A qualidade da água disponível na região da Patagônia é extraordinária para a produção pecuária, sendo inclusive muito valorizada pelo mercado mundial. Para aproveitá-lo de forma eficiente, são necessários investimentos em canalização e irrigação. Existem raças que se adaptam muito bem às condições climáticas, mas introduzi-las na região exige altos investimentos em embriões e inseminação artificial. A implementação de pastagens nutritivas de alta qualidade é viável, desde que haja investimentos para garantir o uso adequado dos recursos hídricos.

“A área onde a carne brasileira pode entrar com preço menor é a Patagônia Argentina. Nesse sentindo, o risco é duplo…”

AgriBrasilis – Por que a Argentina está comprando carne do Brasil?

Carlos Kohn – A decisão de importar alguns cortes de carne do Brasil é mais uma medida “populista” que beneficia um lobby de supermercados que opera principalmente na Patagônia. Nessa região da Argentina, os preços da carne bovina são mais altos do que no resto do país, pois a produção ainda é pequena e envolve altos custos e riscos, principalmente relacionados ao clima. Como essa área é livre de febre aftosa e de vacinação, carne de áreas de produção acima do paralelo 38 não podem entrar. Se o Brasil obtivesse o mesmo status sanitário, carnes dessa origem poderiam entrar, principalmente cortes pouco consumidos pelo consumidor brasileiro, como a costela com osso.

AgriBrasilis – Por que você considera essa decisão um risco?

Carlos Kohn – A área onde a carne brasileira pode entrar com preço menor é a Patagônia Argentina. Nesse sentindo, o risco é duplo. Uma variável é a possibilidade de que mercados internacionais de alto valor, devido à sua maior capacidade de pagamento, cancelem o status de região livre de febre aftosa sem vacinação se carne com osso de outra região for introduzida, mesmo que seja livre de febre aftosa.

Outra variável é a perda de previsibilidade para os produtores agrícolas da Patagônia; o investimento na produção requer muitos anos até que qualquer retorno sobre o capital investido seja alcançado. Se o governo argentino tomar medidas que desencorajem a produção pecuária, os investidores escolherão empreendimentos mais conservadores e de menor valor, como a criação de ovelhas.

AgriBrasilis – Quais são as consequências para os pecuaristas?
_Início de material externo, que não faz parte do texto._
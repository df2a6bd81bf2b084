//! Advisory text
//!
//! Human-readable guidance layered over the numbers: a recommendation per
//! region, rollout strategy notes, a channel mix per tier and campaign-level
//! insights. Nothing here feeds back into scores, phases or budgets.

use std::collections::HashSet;

use crate::analysis::{SentimentLabel, SentimentSummary};
use crate::models::{
    CampaignInsights, ChannelPlan, LocalizationPriority, MetricField, Phase, RegionCode,
    RegionRanking, RolloutStrategy, SkippedStage, Tier,
};

/// Fractional growth above which a region is worth a test budget
const EMERGING_GROWTH: f64 = 0.2;

/// Fractional growth above which a region is flagged for monitoring
const HIGH_GROWTH: f64 = 0.3;

/// Overall engagement rate, in percent, read as strong organic interest
const HIGH_ENGAGEMENT_PCT: f64 = 5.0;

/// Regions named per strategy line
const LIST_LIMIT: usize = 3;

/// Markets carrying most of the global box office
const MAJOR_MARKETS: [&str; 8] = ["US", "CN", "GB", "JP", "KR", "FR", "DE", "AU"];

/// Language groups; earlier entries win ties
const LANGUAGE_MARKETS: [(&str, &[&str]); 10] = [
    ("English", &["US", "GB", "CA", "AU", "NZ", "IE"]),
    ("Spanish", &["ES", "MX", "AR", "CO", "CL", "PE"]),
    ("French", &["FR", "CA", "BE", "CH", "MA", "DZ"]),
    ("German", &["DE", "AT", "CH"]),
    ("Portuguese", &["BR", "PT"]),
    ("Mandarin", &["CN", "TW", "SG"]),
    ("Hindi", &["IN"]),
    ("Japanese", &["JP"]),
    ("Korean", &["KR"]),
    ("Arabic", &["SA", "EG", "AE", "MA", "DZ"]),
];

const CHANNEL_MIX: [(Tier, &str, &[&str]); 3] = [
    (
        Tier::A,
        "high",
        &[
            "TV spots (prime time)",
            "YouTube pre-roll",
            "Instagram and Facebook ads",
            "Outdoor billboards in major cities",
            "Influencer partnerships",
            "Podcast sponsorships",
        ],
    ),
    (
        Tier::B,
        "medium",
        &[
            "Digital video ads",
            "Social media ads",
            "Streaming platform ads",
            "Local radio spots",
        ],
    ),
    (
        Tier::C,
        "low-medium",
        &[
            "Organic social media",
            "Display ads",
            "Email campaigns",
            "Search engine marketing",
        ],
    ),
];

pub fn is_major_market(region: &RegionCode) -> bool {
    MAJOR_MARKETS.contains(&region.as_str())
}

/// Raw growth the region was scored on, if any
pub fn growth_of(ranking: &RegionRanking) -> Option<f64> {
    ranking
        .components
        .iter()
        .find(|c| c.field == MetricField::Growth)
        .map(|c| c.raw)
}

// ============================================================================
// Per region
// ============================================================================

/// Guidance for one region from its tier, market and growth
pub fn region_recommendation(tier: Tier, region: &RegionCode, growth: Option<f64>) -> String {
    let growing = growth.is_some_and(|g| g > EMERGING_GROWTH);
    let text = match tier {
        Tier::A => "Primary target: allocate 25-35% of budget",
        Tier::B if is_major_market(region) => "Secondary target: allocate 10-20% of budget",
        _ if growing => "Emerging opportunity: test with 5-10% of budget",
        Tier::B | Tier::C => "Standard rollout: organic reach plus targeted ads",
        Tier::D => "Lower priority: consider a later phase",
    };
    text.to_string()
}

// ============================================================================
// Rollout strategy
// ============================================================================

/// Strategy notes for a planned rollout
///
/// `rankings` must be in rank order; `dropped` regions get no channel mix.
pub fn rollout_strategy(
    rankings: &[RegionRanking],
    phases: &[Phase],
    dropped: &[RegionCode],
) -> RolloutStrategy {
    if rankings.is_empty() {
        return RolloutStrategy::default();
    }

    let mut recommendations = Vec::new();
    let mut admitted: HashSet<&RegionCode> = HashSet::new();
    for phase in phases {
        let joining: Vec<&RegionCode> = rankings
            .iter()
            .map(|r| &r.region_code)
            .filter(|code| phase.regions.contains(*code) && !admitted.contains(*code))
            .collect();
        if joining.is_empty() {
            continue;
        }
        if phase.index == 1 {
            recommendations.push(format!(
                "Phase 1 ({} to {}): focus on {}",
                phase.start_date,
                phase.end_date,
                join_codes(joining.iter().copied().take(LIST_LIMIT))
            ));
        } else {
            recommendations.push(format!(
                "Phase {} (from {}): expand to {} more market{}",
                phase.index,
                phase.start_date,
                joining.len(),
                if joining.len() == 1 { "" } else { "s" }
            ));
        }
        admitted.extend(joining);
    }

    let growth_markets: Vec<RegionCode> = rankings
        .iter()
        .filter(|r| growth_of(r).is_some_and(|g| g > HIGH_GROWTH))
        .map(|r| r.region_code.clone())
        .collect();
    if !growth_markets.is_empty() {
        recommendations.push(format!(
            "Monitor high-growth markets: {}",
            join_codes(growth_markets.iter().take(LIST_LIMIT))
        ));
    }

    let localization = localization_priority(rankings);
    match &localization {
        Some(priority) => recommendations.push(format!(
            "Localization priority: {} ({} market{})",
            priority.language,
            priority.markets.len(),
            if priority.markets.len() == 1 { "" } else { "s" }
        )),
        None => recommendations.push("Consider a multi-language approach".to_string()),
    }

    RolloutStrategy {
        recommendations,
        growth_markets,
        localization,
        channels: channel_plans(rankings, dropped),
    }
}

/// Language group with the most target regions
pub fn localization_priority(rankings: &[RegionRanking]) -> Option<LocalizationPriority> {
    let mut best: Option<LocalizationPriority> = None;
    for (language, members) in LANGUAGE_MARKETS {
        let markets: Vec<RegionCode> = rankings
            .iter()
            .filter(|r| members.contains(&r.region_code.as_str()))
            .map(|r| r.region_code.clone())
            .collect();
        let better = match &best {
            Some(current) => markets.len() > current.markets.len(),
            None => !markets.is_empty(),
        };
        if better {
            best = Some(LocalizationPriority {
                language: language.to_string(),
                markets,
            });
        }
    }
    best
}

/// Channel mix for tiers A to C; tiers without regions are left out
pub fn channel_plans(rankings: &[RegionRanking], dropped: &[RegionCode]) -> Vec<ChannelPlan> {
    CHANNEL_MIX
        .iter()
        .filter_map(|(tier, investment, channels)| {
            let regions: Vec<RegionCode> = rankings
                .iter()
                .filter(|r| r.tier == *tier && !dropped.contains(&r.region_code))
                .map(|r| r.region_code.clone())
                .collect();
            if regions.is_empty() {
                return None;
            }
            Some(ChannelPlan {
                tier: *tier,
                regions,
                channels: channels.iter().map(|c| c.to_string()).collect(),
                investment_level: investment.to_string(),
            })
        })
        .collect()
}

fn join_codes<'a>(codes: impl Iterator<Item = &'a RegionCode>) -> String {
    codes.map(|c| c.as_str()).collect::<Vec<_>>().join(", ")
}

// ============================================================================
// Campaign insights
// ============================================================================

/// Headline insights for a finished run
///
/// `engagement_rate` is the overall trailer rate in percent.
pub fn campaign_insights(
    sentiment: Option<&SentimentSummary>,
    engagement_rate: Option<f64>,
    rankings: &[RegionRanking],
    skipped: &[SkippedStage],
) -> CampaignInsights {
    let mut insights = CampaignInsights::default();

    match sentiment.map(|s| (s.overall, s.distribution.positive)) {
        Some((SentimentLabel::Positive, positive)) => insights.key_findings.push(format!(
            "Strong positive sentiment ({:.0}% positive): suited to testimonial marketing",
            positive
        )),
        Some((SentimentLabel::Negative, _)) => insights
            .warnings
            .push("Mixed reception detected: consider addressing audience concerns".to_string()),
        _ => {}
    }

    if let Some(rate) = engagement_rate.filter(|r| *r > HIGH_ENGAGEMENT_PCT) {
        insights.key_findings.push(format!(
            "High engagement rate ({:.1}%): strong organic interest",
            rate
        ));
    }

    if let Some(top) = rankings.first() {
        insights.recommendations.push(format!(
            "Prioritize the {} market: highest potential return",
            top.region_code
        ));
    }
    let emerging: Vec<&RegionCode> = rankings
        .iter()
        .filter(|r| r.tier != Tier::A && growth_of(r).is_some_and(|g| g > EMERGING_GROWTH))
        .map(|r| &r.region_code)
        .collect();
    if !emerging.is_empty() {
        insights.recommendations.push(format!(
            "Test budgets in fast-growing markets: {}",
            join_codes(emerging.into_iter().take(LIST_LIMIT))
        ));
    }

    for stage in skipped {
        insights
            .warnings
            .push(format!("{} stage skipped: {}", stage.stage, stage.reason));
    }

    insights
}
Carlos Kohn – Caso alguns cortes com osso do Brasil sejam importados, as consequências para os produtores de gado da Patagônia, em particular, serão a perda imediata do valor do gado já existente na região. A falta de uma perspectiva estratégica que permita um planejamento produtivo em áreas com altos riscos climáticos impacta diretamente nos investimentos.